Problem description. Find every line in the records below that holds the word "over", and copy each one.

Supplied information.
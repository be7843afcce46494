//! Pricing

use rust_decimal::{Decimal, prelude::ToPrimitive};

use crate::cart::CartLineItem;

/// Sum of unit price times quantity over all items
pub fn total_price(items: &[CartLineItem]) -> Decimal {
    items
        .iter()
        .fold(Decimal::ZERO, |acc, item| acc.saturating_add(item.line_total()))
}

/// Sum of quantities over all items
pub fn item_count(items: &[CartLineItem]) -> u64 {
    items.iter().map(|item| u64::from(item.quantity)).sum()
}

/// Converts a major-unit amount into minor units (e.g. dollars to cents)
///
/// Returns `None` if the amount does not fit in an `i64` once scaled.
pub fn to_minor_units(amount: Decimal) -> Option<i64> {
    amount
        .checked_mul(Decimal::ONE_HUNDRED)
        .and_then(|value| value.round_dp(0).to_i64())
}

Written reply.
/// Sum of unit price times quantity over all items
/// Sum of quantities over all items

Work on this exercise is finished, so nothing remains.